Итак, мы приходим к выводу, что прокомментированное нами письмо цесаревичу от первого января 1833 г. вполне можно считать малым философско-поэтическим трактатом, в котором в свернутой, но в ясно очерченной форме представлены основные тенденции русской религиозно-философской традиции. Философский талант Жуковского смогли оценить немногие. Одним из них был П. А. Плетнев, называвший его «светлым мыслителем». Жуковский, – пишет он, – «сравнивает перевороты мира физического с переворотами политического мира и с удивительною ясностью, с полной убедительностью выводит главные истины, свидетельствующие, до какой степени его философия дружна с христианством»[38 - В. А. Жуковский в воспоминаниях современников. М., 1999. С. 404.].

«Отрывки» (1845–1850) подводят итог философской мысли Жуковского. Написанные выразительно, сжато, они позволяют ясно определить место философствования русского поэта в панораме европейской мысли. Декартовское cogito, считает Жуковский, не может быть началом («элементом» в терминологии поэта) философии. Таким началом в мире идей должна быть идея бытия: «Бытие есть нечто составляющее основу всему, без всякого признака, без образа, границ, времени, пространства и места»[39 - Жуковский В. А. ПСС. Т. 11. С. 21.]. Идею бытия мы никаким отвлеченным образом составить себе не можем: она сама поселяется в нас вместе с нашей жизнью.

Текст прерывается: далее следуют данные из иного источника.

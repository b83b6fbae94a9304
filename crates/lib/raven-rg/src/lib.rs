mod graph;
mod compiled_graph;
mod executing_graph;
mod retired_graph;

mod resource;
mod resource_desc;
mod resource_registry;
mod graph_resource;

mod pass;
mod pass_context;
mod payload_pool;

mod device;
mod error;
mod executor;
mod transient_resource_cache;

pub use graph::RenderGraph;
pub use compiled_graph::{CompiledRenderGraph, QueueType, QueueSync, ResourceLifetime};
pub use resource::{Resource, ResourceDesc, ResourceKind, Texture, RendererList};
pub use resource_desc::{
    TextureDesc, TextureFormat, TextureSize, TextureKey, ResolvedTextureDesc, MsaaSamples,
    RendererListDesc, RenderQueueRange, SortingCriteria, PerObjectData, MAX_SCREEN_SCALE,
};
pub use resource_registry::ResourceRegistry;
pub use graph_resource::{GraphResourceDesc, GraphResourceHandle, Handle, ReadHandle};
pub use pass::{PassBuilder, PassId, DepthAccess, RenderFunc, MAX_COLOR_OUTPUTS};
pub use pass_context::{PassContext, PassResources};
pub use payload_pool::PassPayloadPool;
pub use device::Device;
pub use error::RgError;
pub use executor::{Executor, ExecuteParams, RenderGraphConfig};
pub use transient_resource_cache::{TransientResourceCache, CacheStats};

extern crate log as glog;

Если позиция картезианского субъекта с вытекающей из нее традицией трансцендентальной философии не приемлется Жуковским, то стиль мысли позднего Шеллинга с его философией откровения ему близок. Как и Шеллинг, русский поэт противопоставляет чистую умозрительную мысль философии христианской. Такое противопоставление напоминает о разграничении, проводимом Шеллингом между «отрицательной» и «позитивной» философией, в которой prius определяется как сущее («бытие»). Если «отрицательная» философия «извлекает свои понятия из ума <…> и так стремится прямым, логическим путем дойти до понятия Бога», то «христианская философии, напротив, извлекает все из идеи Бога».

Понятие о Боге Жуковский называет «неумотворным», потому что оно дается в откровении, а не конструируется человеком и не берется из особого «метафизического мира», отделенного от жизни. Философия, которую развивает Жуковский, как мы бы сказали сейчас, экзистенциальна, потому что в ней «умозрения входят в деятельную жизнь, с нею сливаются», представляя собой как бы интеллектуальное выражение христианской жизни.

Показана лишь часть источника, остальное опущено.